William Corp. (the lessee) leased equipment from Daniel Finance (the lessor), details of which are: Commencement
Question:
William Corp. (the lessee) leased equipment from Daniel Finance (the lessor), details of which are:
■ Commencement date: January 1, 2019.
■ Fair value of equipment: $150,000.
■ Cost of equipment to William Corp.: $150,000.
■ Term of lease: 6 years.
■ Payments due: beginning of year commencing January 1, 2019.
■ Purchase option: $40,000.
■ Estimated value of asset at end of lease: $50,000.
■ Required return by lessor exclusive of initial direct costs: 6%.
■ Implicit rate used to determine lease payments: Lessee unable to readily determine.
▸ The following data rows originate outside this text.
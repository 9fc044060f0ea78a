//! Redis Backend Module
//!
//! Wraps a `redis` connection manager. The connection owns reconnection: when
//! the initial connect fails or a command hits a transport error it publishes
//! `Disconnected` and re-establishes itself in the background, publishing
//! `Connected` once a PING round-trips again.

use std::sync::atomic::{AtomicBool, Ordering};
use std::sync::Arc;
use std::time::Duration;

use async_trait::async_trait;
use redis::{aio::ConnectionManager, AsyncCommands, Client, RedisError};
use tokio::sync::{watch, RwLock};
use tokio::time::timeout;
use tracing::{info, warn};

use crate::cache::backend::{BackendError, BackendState, KeyValueBackend};

/// Redis connection settings.
#[derive(Debug, Clone)]
pub struct RedisSettings {
    /// Connection URL (`redis://` or `rediss://`)
    pub url: String,
    /// Upper bound for each connect attempt
    pub connect_timeout: Duration,
    /// Pause between reconnect attempts
    pub reconnect_interval: Duration,
}

struct Inner {
    client: Client,
    settings: RedisSettings,
    conn: RwLock<Option<ConnectionManager>>,
    state: watch::Sender<BackendState>,
    reconnecting: AtomicBool,
    closed: AtomicBool,
}

/// Redis-backed implementation of [`KeyValueBackend`].
#[derive(Clone)]
pub struct RedisBackend {
    inner: Arc<Inner>,
}

impl RedisBackend {
    /// Opens the client and attempts the first connection.
    ///
    /// Only a malformed URL is an error; an unreachable server leaves the
    /// backend `Disconnected` with reconnection running in the background.
    pub async fn connect(settings: RedisSettings) -> Result<Self, BackendError> {
        let client = Client::open(settings.url.as_str())
            .map_err(|e| BackendError::Protocol(format!("invalid redis url: {}", e)))?;
        let (state, _) = watch::channel(BackendState::Connecting);

        let backend = Self {
            inner: Arc::new(Inner {
                client,
                settings,
                conn: RwLock::new(None),
                state,
                reconnecting: AtomicBool::new(false),
                closed: AtomicBool::new(false),
            }),
        };

        match backend.inner.establish().await {
            Ok(()) => info!("Redis connected to {}", redact(&backend.inner.settings.url)),
            Err(e) => {
                warn!("Redis connection failed, running without cache: {}", e);
                backend.inner.mark_disconnected();
            }
        }

        Ok(backend)
    }

    async fn connection(&self) -> Result<ConnectionManager, BackendError> {
        self.inner
            .conn
            .read()
            .await
            .clone()
            .ok_or_else(|| BackendError::Connectivity("not connected".to_string()))
    }

    fn observe(&self, err: RedisError) -> BackendError {
        let err = classify(err);
        if matches!(err, BackendError::Connectivity(_)) {
            self.inner.mark_disconnected();
        }
        err
    }
}

impl Inner {
    async fn establish(&self) -> Result<(), BackendError> {
        let manager = timeout(
            self.settings.connect_timeout,
            ConnectionManager::new(self.client.clone()),
        )
        .await
        .map_err(|_| BackendError::Connectivity("connect timed out".to_string()))?
        .map_err(classify)?;

        *self.conn.write().await = Some(manager);
        self.state.send_replace(BackendState::Connected);
        Ok(())
    }

    async fn ping(&self) -> Result<(), BackendError> {
        let current = self.conn.read().await.clone();
        let Some(mut conn) = current else {
            return self.establish().await;
        };
        timeout(
            self.settings.connect_timeout,
            redis::cmd("PING").query_async::<_, String>(&mut conn),
        )
        .await
        .map_err(|_| BackendError::Connectivity("ping timed out".to_string()))?
        .map_err(classify)?;

        self.state.send_replace(BackendState::Connected);
        Ok(())
    }

    fn mark_disconnected(self: &Arc<Self>) {
        if self.closed.load(Ordering::SeqCst) {
            return;
        }
        let previous = self.state.send_replace(BackendState::Disconnected);
        if previous == BackendState::Connected {
            warn!("Redis connection lost");
        }
        self.spawn_reconnect();
    }

    fn spawn_reconnect(self: &Arc<Self>) {
        if self.reconnecting.swap(true, Ordering::SeqCst) {
            return;
        }
        let inner = Arc::clone(self);
        tokio::spawn(async move {
            loop {
                tokio::time::sleep(inner.settings.reconnect_interval).await;
                if inner.closed.load(Ordering::SeqCst) {
                    inner.reconnecting.store(false, Ordering::SeqCst);
                    break;
                }
                match inner.ping().await {
                    Ok(()) => {
                        if inner.finish_reconnect() {
                            warn!("Redis connection dropped again, retrying");
                            continue;
                        }
                        info!("Redis connection restored");
                        break;
                    }
                    Err(e) => warn!("Redis reconnect attempt failed: {}", e),
                }
            }
        });
    }

    /// Releases the reconnect slot after a successful attempt.
    ///
    /// A disconnect published while the slot was still held did not spawn a
    /// task of its own, so when the state reads `Disconnected` after the
    /// release the slot is taken back and `true` tells the caller to retry.
    fn finish_reconnect(&self) -> bool {
        self.reconnecting.store(false, Ordering::SeqCst);
        !self.closed.load(Ordering::SeqCst)
            && *self.state.borrow() == BackendState::Disconnected
            && !self.reconnecting.swap(true, Ordering::SeqCst)
    }
}

#[async_trait]
impl KeyValueBackend for RedisBackend {
    fn name(&self) -> &'static str {
        "redis"
    }

    fn subscribe(&self) -> watch::Receiver<BackendState> {
        self.inner.state.subscribe()
    }

    async fn get(&self, key: &str) -> Result<Option<String>, BackendError> {
        let mut conn = self.connection().await?;
        conn.get::<_, Option<String>>(key)
            .await
            .map_err(|e| self.observe(e))
    }

    async fn set_ex(&self, key: &str, value: &str, ttl_secs: u64) -> Result<(), BackendError> {
        let mut conn = self.connection().await?;
        conn.set_ex::<_, _, ()>(key, value, ttl_secs)
            .await
            .map_err(|e| self.observe(e))
    }

    async fn del(&self, key: &str) -> Result<bool, BackendError> {
        let mut conn = self.connection().await?;
        let removed: i64 = conn.del(key).await.map_err(|e| self.observe(e))?;
        Ok(removed > 0)
    }

    async fn close(&self) {
        self.inner.closed.store(true, Ordering::SeqCst);
        self.inner.conn.write().await.take();
        self.inner.state.send_replace(BackendState::Disconnected);
        info!("Redis connection closed");
    }
}

/// Splits redis errors into transport failures and everything else.
fn classify(err: RedisError) -> BackendError {
    if err.is_io_error()
        || err.is_connection_dropped()
        || err.is_connection_refusal()
        || err.is_timeout()
    {
        BackendError::Connectivity(err.to_string())
    } else {
        BackendError::Protocol(err.to_string())
    }
}

/// Strips credentials from a connection URL before logging it.
fn redact(url: &str) -> String {
    match (url.find("://"), url.rfind('@')) {
        (Some(scheme_end), Some(at)) if at > scheme_end => {
            format!("{}://***{}", &url[..scheme_end], &url[at..])
        }
        _ => url.to_string(),
    }
}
■ Incremental borrowing rate: 6%.
■ Estimated economic life of equipment: 10 years.
■ Estimated residual value: $0.
■ Lessee’s initial direct costs: $3,000.
■ Lessor’s initial direct costs: $4,000.
■ Depreciation methods: Straight-line.
■ Year ends: December 31.
Required:
a. Evaluate how the lessor (Daniel Finance) should account for the lease transaction.
b. Prepare a lease amortization schedule for this lease for Daniel Finance, the lessor.
c. Prepare a lease amortization schedule for this lease for William Corp., the lessee.
d. Prepare the journal entries on January 1, 2019, December 31, 2019, and January 1, 2020, for Daniel Finance, the lessor.
e. Prepare the journal entries on January 1, 2019, December 31, 2019, and January 1, 2020, for William Corp., the lessee.